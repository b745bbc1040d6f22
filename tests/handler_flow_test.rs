//! End-to-end command handling against a mock Pixiv API.

use std::sync::{Arc, Mutex};
use std::time::Duration;

use async_trait::async_trait;
use pixivbot::collaborators::NoAccountBindings;
use pixivbot::config::Config;
use pixivbot::handler::commands::{build_registry, CommandContext};
use pixivbot::handler::{HandlerKind, HandlerRegistry, Outcome, Recorder, Rejection};
use pixivbot::interceptor::{CooldownInterceptor, Interceptor};
use pixivbot::model::PostDestination;
use pixivbot::postman::{IllustMessage, Postman};
use pixivbot::random::RandomSelector;
use pixivbot::remote::api::HttpPixivApi;
use pixivbot::remote::RemoteFetcher;
use pixivbot::repo::PixivRepo;
use pixivbot::service::PixivService;
use serde_json::json;
use wiremock::matchers::{method, path, path_regex, query_param};
use wiremock::{Mock, MockServer, ResponseTemplate};

#[derive(Default)]
struct Inbox {
    texts: Mutex<Vec<String>>,
    illusts: Mutex<Vec<IllustMessage>>,
}

#[async_trait]
impl Postman for Inbox {
    async fn send_plain_text(&self, text: &str, _dest: &PostDestination) -> anyhow::Result<()> {
        self.texts.lock().unwrap().push(text.to_string());
        Ok(())
    }

    async fn send_illust(&self, message: IllustMessage, _dest: &PostDestination) -> anyhow::Result<()> {
        self.illusts.lock().unwrap().push(message);
        Ok(())
    }
}

async fn setup(server: &MockServer, interceptor: Interceptor) -> (Arc<Inbox>, Arc<HandlerRegistry>) {
    let config = Arc::new(Config {
        api_base_url: server.uri(),
        auth_url: format!("{}/auth/token", server.uri()),
        block_tags: vec!["R-18G".to_string()],
        ..Config::for_testing()
    });
    let api = HttpPixivApi::new(&config).expect("valid config");
    let fetcher = Arc::new(RemoteFetcher::new(Arc::new(api), Arc::clone(&config)));
    let repo = Arc::new(PixivRepo::new(fetcher, Arc::clone(&config)));
    let service = Arc::new(PixivService::new(
        repo,
        RandomSelector::default(),
        Arc::clone(&config),
    ));
    let inbox = Arc::new(Inbox::default());
    let ctx = Arc::new(CommandContext {
        service,
        recorder: Arc::new(Recorder::new(config.query_expires_in)),
        config,
        postman: inbox.clone(),
        binder: Arc::new(NoAccountBindings),
    });
    (inbox, build_registry(ctx, interceptor))
}

fn illust_json(id: u64, server: &str, tags: &[&str]) -> serde_json::Value {
    let tags: Vec<_> = tags.iter().map(|t| json!({"name": t})).collect();
    json!({
        "id": id,
        "title": format!("work {id}"),
        "image_urls": {"large": format!("{server}/img/{id}_large.jpg")},
        "user": {"id": 7, "name": "painter", "account": "painter"},
        "tags": tags,
        "create_date": "2024-03-01T12:00:00+09:00",
        "meta_single_page": {"original_image_url": format!("{server}/img/{id}_p0.png")},
        "total_view": 100,
        "total_bookmarks": 10
    })
}

async fn mount_images(server: &MockServer) {
    Mock::given(method("GET"))
        .and(path_regex(r"^/img/\d+_p0\.png$"))
        .respond_with(ResponseTemplate::new(200).set_body_bytes(b"png".to_vec()))
        .mount(server)
        .await;
}

fn args(list: &[&str]) -> Vec<String> {
    list.iter().map(|s| (*s).to_string()).collect()
}

#[tokio::test]
async fn test_search_then_more_uses_cached_listing() {
    let server = MockServer::start().await;
    let uri = server.uri();
    mount_images(&server).await;

    Mock::given(method("GET"))
        .and(path("/v1/search/illust"))
        .and(query_param("word", "sunset"))
        .respond_with(ResponseTemplate::new(200).set_body_json(json!({
            "illusts": [
                illust_json(1, &uri, &["sunset"]),
                illust_json(2, &uri, &["sunset", "R-18G"]),
                illust_json(3, &uri, &["sunset"])
            ],
            "next_url": null
        })))
        .expect(1)
        .mount(&server)
        .await;

    let (inbox, registry) = setup(&server, Interceptor::Allow).await;
    let dest = PostDestination::user("onebot", "1");

    let outcome = registry
        .dispatch(HandlerKind::RandomIllust, &args(&["sunset", "2"]), &dest, false)
        .await;
    assert_eq!(outcome, Outcome::Done);

    let outcome = registry
        .dispatch(HandlerKind::More, &args(&["3"]), &dest, false)
        .await;
    assert_eq!(outcome, Outcome::Done);

    let illusts = inbox.illusts.lock().unwrap();
    assert_eq!(illusts.len(), 5);
    // The blocked item never makes it into the listing.
    assert!(illusts.iter().all(|m| m.link != "https://www.pixiv.net/artworks/2"));
    assert!(illusts.iter().all(|m| m.image.is_some()));
    assert_eq!(illusts[0].number, Some(1));
    assert!(illusts[0].header.as_deref().is_some_and(|h| h.contains("sunset")));
}

#[tokio::test]
async fn test_unknown_illust_reports_remote_message_once() {
    let server = MockServer::start().await;

    Mock::given(method("GET"))
        .and(path("/v1/illust/detail"))
        .respond_with(ResponseTemplate::new(404).set_body_json(json!({
            "error": {"user_message": "Work has been deleted or the ID does not exist."}
        })))
        .expect(1)
        .mount(&server)
        .await;

    let (inbox, registry) = setup(&server, Interceptor::Allow).await;
    let dest = PostDestination::user("onebot", "1");

    let outcome = registry
        .dispatch(HandlerKind::Illust, &args(&["123"]), &dest, false)
        .await;
    assert!(matches!(outcome, Outcome::Failed(_)), "{outcome:?}");
    assert_eq!(
        *inbox.texts.lock().unwrap(),
        vec!["Work has been deleted or the ID does not exist.".to_string()]
    );
}

#[tokio::test]
async fn test_cooldown_denies_second_query() {
    let server = MockServer::start().await;
    let uri = server.uri();
    mount_images(&server).await;

    Mock::given(method("GET"))
        .and(path("/v1/illust/detail"))
        .respond_with(ResponseTemplate::new(200).set_body_json(json!({
            "illust": illust_json(9, &uri, &[])
        })))
        .expect(1)
        .mount(&server)
        .await;

    let cooldown = Interceptor::Cooldown(Arc::new(CooldownInterceptor::new(
        Duration::from_secs(3600),
        vec![],
    )));
    let (inbox, registry) = setup(&server, cooldown).await;
    let dest = PostDestination::user("onebot", "1");

    let first = registry
        .dispatch(HandlerKind::Illust, &args(&["9"]), &dest, false)
        .await;
    assert_eq!(first, Outcome::Done);

    let second = registry
        .dispatch(HandlerKind::Illust, &args(&["9"]), &dest, true)
        .await;
    assert!(matches!(second, Outcome::Rejected(Rejection::Denied(Some(_)))));
    // Silent requests send nothing.
    assert!(inbox.texts.lock().unwrap().is_empty());
    assert_eq!(inbox.illusts.lock().unwrap().len(), 1);
}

+ + + + + + +

**TASK INSTRUCTIONS**. If a line in the records above contains the string "does", copy that line out.

**SOLUTION TO THIS PROBLEM**.
            "error": {"user_message": "Work has been deleted or the ID does not exist."}
        vec!["Work has been deleted or the ID does not exist.".to_string()]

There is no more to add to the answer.